use crate::engine::archiver::ArchiverKind;
use crate::error::{Result, SweepError};
use crate::util::format::parse_size_string;
use serde::{Deserialize, Serialize};
use std::collections::BTreeMap;
use std::path::{Path, PathBuf};
use xdg::BaseDirectories;

const CONFIG_FILE: &str = "sweep.toml";

pub struct Config {
    pub config_path: Option<PathBuf>,
    pub settings: Settings,
}

impl Config {
    /// Loads settings from, in order: an explicit path, `$SWEEP_CONFIG`, or
    /// `$XDG_CONFIG_HOME/sweep/sweep.toml`. Defaults apply when none exists.
    pub fn new(config_override: Option<PathBuf>) -> Result<Self> {
        let config_path = if let Some(path) = config_override {
            if !path.exists() {
                return Err(SweepError::Config(format!(
                    "Config file not found: {}",
                    path.display()
                )));
            }
            Some(path)
        } else if let Ok(env_path) = std::env::var("SWEEP_CONFIG") {
            Some(PathBuf::from(env_path))
        } else {
            BaseDirectories::with_prefix("sweep")
                .ok()
                .and_then(|xdg| xdg.find_config_file(CONFIG_FILE))
        };

        let settings = match &config_path {
            Some(path) if path.exists() => Settings::load(path)?,
            Some(path) => {
                log::warn!("Config file {} does not exist, using defaults", path.display());
                Settings::default()
            }
            None => Settings::default(),
        };

        Ok(Self {
            config_path,
            settings,
        })
    }

    pub fn default_config_path() -> Result<PathBuf> {
        let xdg = BaseDirectories::with_prefix("sweep")
            .map_err(|e| SweepError::Config(format!("Failed to initialize XDG directories: {}", e)))?;
        xdg.place_config_file(CONFIG_FILE)
            .map_err(|e| SweepError::Config(format!("Failed to create config directory: {}", e)))
    }

    /// Writes the default settings to `path` unless a file already exists there.
    pub fn write_default(path: &Path) -> Result<()> {
        if path.exists() {
            return Err(SweepError::Config(format!(
                "Config file already exists: {}",
                path.display()
            )));
        }
        if let Some(parent) = path.parent() {
            std::fs::create_dir_all(parent)?;
        }
        let content = format!(
            "# sweep configuration\n\
             # Sizes accept B, KB, MB, GB, TB (binary units).\n\
             # Set trash_dir to override trash discovery.\n\n{}",
            Settings::default().to_toml()?
        );
        std::fs::write(path, content)?;
        Ok(())
    }
}

#[derive(Debug, Clone, Serialize, Deserialize, PartialEq)]
#[serde(default)]
pub struct Settings {
    pub old_after_days: i64,
    pub large_file_size: String,
    pub archive_root: String,
    pub compressed_root: String,
    pub organize_root: String,
    #[serde(skip_serializing_if = "Option::is_none")]
    pub trash_dir: Option<PathBuf>,
    pub archiver: ArchiverKind,
    pub zip_program: PathBuf,
    pub unzip_program: PathBuf,
    pub include_hidden: bool,
    pub follow_symlinks: bool,
    pub bundle_extensions: Vec<String>,
    pub exclude: Vec<String>,
    pub hash_concurrency: usize,
    /// Additional extensions per category name, e.g. `image = ["raw", "cr2"]`.
    pub extra_extensions: BTreeMap<String, Vec<String>>,
}

impl Default for Settings {
    fn default() -> Self {
        Self {
            old_after_days: 90,
            large_file_size: "500MB".to_string(),
            archive_root: "~/Archive".to_string(),
            compressed_root: "~/Compressed".to_string(),
            organize_root: "~/Organized".to_string(),
            trash_dir: None,
            archiver: ArchiverKind::Zip,
            zip_program: PathBuf::from("/usr/bin/zip"),
            unzip_program: PathBuf::from("/usr/bin/unzip"),
            include_hidden: false,
            follow_symlinks: false,
            bundle_extensions: [
                "app",
                "bundle",
                "framework",
                "photoslibrary",
                "pkg",
                "xcodeproj",
                "xcworkspace",
                "plugin",
                "kext",
                "lproj",
            ]
            .iter()
            .map(|s| s.to_string())
            .collect(),
            exclude: Vec::new(),
            hash_concurrency: 8,
            extra_extensions: BTreeMap::new(),
        }
    }
}

impl Settings {
    pub fn load(path: &Path) -> Result<Self> {
        let content = std::fs::read_to_string(path).map_err(|source| SweepError::Read {
            path: path.to_path_buf(),
            source,
        })?;
        Self::from_toml(&content)
            .map_err(|e| SweepError::Config(format!("{}: {}", path.display(), e)))
    }

    pub fn from_toml(content: &str) -> Result<Self> {
        let settings: Settings = toml::from_str(content)
            .map_err(|e| SweepError::Config(format!("Invalid TOML: {}", e)))?;
        settings.validate()?;
        Ok(settings)
    }

    pub fn to_toml(&self) -> Result<String> {
        toml::to_string_pretty(self)
            .map_err(|e| SweepError::Config(format!("Failed to serialize settings: {}", e)))
    }

    pub fn large_file_bytes(&self) -> Result<u64> {
        parse_size_string(&self.large_file_size).map_err(SweepError::Config)
    }

    fn validate(&self) -> Result<()> {
        if self.old_after_days < 0 {
            return Err(SweepError::Config(format!(
                "old_after_days must not be negative, got {}",
                self.old_after_days
            )));
        }
        if self.hash_concurrency == 0 {
            return Err(SweepError::Config(
                "hash_concurrency must be at least 1".to_string(),
            ));
        }
        self.large_file_bytes()?;
        Ok(())
    }
}
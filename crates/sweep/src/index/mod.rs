pub mod classifier;
pub mod dedup;
pub mod hasher;
pub mod scanner;
pub mod walker;

pub use classifier::Classifier;
pub use dedup::duplicate_groups;
pub use hasher::{fingerprint, hash_file_blake3, Fingerprint};
pub use scanner::{ScanOptions, Scanner};
pub use walker::{walk_root, WalkOptions, WalkStats};
pub mod clean;
pub mod config;
pub mod scan;

use clap::{Args, Parser, Subcommand};
use std::path::PathBuf;
use sweep_lib::progress::{progress_channel, ProgressEvent};
use sweep_lib::util::create_progress_bar;
use sweep_lib::{Config, Result, ScanReport, Scanner, SweepError};
use tokio_util::sync::CancellationToken;

#[derive(Parser)]
#[command(name = "sweep")]
#[command(about = "Find clutter in your folders and clean it up with undo", long_about = None)]
#[command(version)]
pub struct Cli {
    #[arg(long, global = true, help = "Path to config file")]
    pub config: Option<PathBuf>,

    #[arg(long, short = 'v', global = true, help = "Enable verbose output")]
    pub verbose: bool,

    #[arg(long, short = 'q', global = true, help = "Suppress non-error output")]
    pub quiet: bool,

    #[command(subcommand)]
    pub command: Commands,
}

#[derive(Subcommand)]
pub enum Commands {
    #[command(about = "Scan folders and report categories, duplicates and suggestions")]
    Scan {
        #[command(flatten)]
        roots: RootArgs,

        #[arg(long, help = "Print the report as JSON")]
        json: bool,

        #[arg(long, short = 'o', help = "Write the JSON report to a file")]
        output: Option<PathBuf>,
    },

    #[command(about = "Scan, pick suggested actions and apply them")]
    Clean(clean::CleanArgs),

    #[command(about = "Show or create the config file")]
    Config {
        #[command(subcommand)]
        action: config::ConfigCommands,
    },
}

#[derive(Args, Debug, Clone)]
pub struct RootArgs {
    #[arg(help = "Folders to scan")]
    pub dirs: Vec<PathBuf>,

    #[arg(long, help = "Include ~/Desktop")]
    pub desktop: bool,

    #[arg(long, help = "Include ~/Downloads")]
    pub downloads: bool,

    #[arg(long, help = "Include ~/Documents")]
    pub documents: bool,
}

impl RootArgs {
    /// Explicit folders plus the requested home folders. With nothing given,
    /// falls back to Desktop, Downloads and Documents.
    pub fn resolve(&self) -> Result<Vec<PathBuf>> {
        let mut roots = self.dirs.clone();
        let none_given = roots.is_empty() && !self.desktop && !self.downloads && !self.documents;

        let home = std::env::var_os("HOME").map(PathBuf::from);
        let mut home_folder = |name: &str| -> Result<()> {
            let home = home
                .as_ref()
                .ok_or_else(|| SweepError::Config("HOME is not set".to_string()))?;
            roots.push(home.join(name));
            Ok(())
        };

        if self.desktop || none_given {
            home_folder("Desktop")?;
        }
        if self.downloads || none_given {
            home_folder("Downloads")?;
        }
        if self.documents || none_given {
            home_folder("Documents")?;
        }

        Ok(roots)
    }
}

/// Runs a scan with a progress bar fed from scanner events.
pub async fn run_scan(
    config: &Config,
    roots: &[PathBuf],
    show_progress: bool,
    cancel: CancellationToken,
) -> Result<ScanReport> {
    let (tx, mut rx) = progress_channel();
    let scanner = Scanner::from_settings(&config.settings)?
        .with_progress(tx)
        .with_cancellation(cancel);

    let pb = show_progress.then(|| create_progress_bar(100, "Scanning..."));
    let render = tokio::spawn(async move {
        while let Some(event) = rx.recv().await {
            let Some(pb) = &pb else { continue };
            match event {
                ProgressEvent::Scanning { location, fraction } => {
                    pb.set_message(format!("Scanned {}", location));
                    pb.set_position((fraction * 50.0) as u64);
                }
                ProgressEvent::Hashing { done, total } => {
                    pb.set_message("Looking for duplicates...");
                    pb.set_position(50 + (done * 50 / total.max(1)) as u64);
                }
                _ => {}
            }
        }
        if let Some(pb) = pb {
            pb.finish_and_clear();
        }
    });

    let report = scanner.scan(roots).await;
    drop(scanner);
    render.await?;
    report
}

pub fn spawn_interrupt_handler() -> CancellationToken {
    let token = CancellationToken::new();
    let child = token.clone();
    tokio::spawn(async move {
        if tokio::signal::ctrl_c().await.is_ok() {
            log::warn!("Interrupted, stopping after the current step");
            child.cancel();
        }
    });
    token
}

--- THE TASK ---
What is asked for is an exact copy of the lines above from the one containing "let settings = match" through the one containing "impl Default for", and only those.

--- COMPLETED EXERCISE ---
        let settings = match &config_path {
            Some(path) if path.exists() => Settings::load(path)?,
            Some(path) => {
                log::warn!("Config file {} does not exist, using defaults", path.display());
                Settings::default()
            }
            None => Settings::default(),
        };

        Ok(Self {
            config_path,
            settings,
        })
    }

    pub fn default_config_path() -> Result<PathBuf> {
        let xdg = BaseDirectories::with_prefix("sweep")
            .map_err(|e| SweepError::Config(format!("Failed to initialize XDG directories: {}", e)))?;
        xdg.place_config_file(CONFIG_FILE)
            .map_err(|e| SweepError::Config(format!("Failed to create config directory: {}", e)))
    }

    /// Writes the default settings to `path` unless a file already exists there.
    pub fn write_default(path: &Path) -> Result<()> {
        if path.exists() {
            return Err(SweepError::Config(format!(
                "Config file already exists: {}",
                path.display()
            )));
        }
        if let Some(parent) = path.parent() {
            std::fs::create_dir_all(parent)?;
        }
        let content = format!(
            "# sweep configuration\n\
             # Sizes accept B, KB, MB, GB, TB (binary units).\n\
             # Set trash_dir to override trash discovery.\n\n{}",
            Settings::default().to_toml()?
        );
        std::fs::write(path, content)?;
        Ok(())
    }
}

#[derive(Debug, Clone, Serialize, Deserialize, PartialEq)]
#[serde(default)]
pub struct Settings {
    pub old_after_days: i64,
    pub large_file_size: String,
    pub archive_root: String,
    pub compressed_root: String,
    pub organize_root: String,
    #[serde(skip_serializing_if = "Option::is_none")]
    pub trash_dir: Option<PathBuf>,
    pub archiver: ArchiverKind,
    pub zip_program: PathBuf,
    pub unzip_program: PathBuf,
    pub include_hidden: bool,
    pub follow_symlinks: bool,
    pub bundle_extensions: Vec<String>,
    pub exclude: Vec<String>,
    pub hash_concurrency: usize,
    /// Additional extensions per category name, e.g. `image = ["raw", "cr2"]`.
    pub extra_extensions: BTreeMap<String, Vec<String>>,
}

impl Default for Settings {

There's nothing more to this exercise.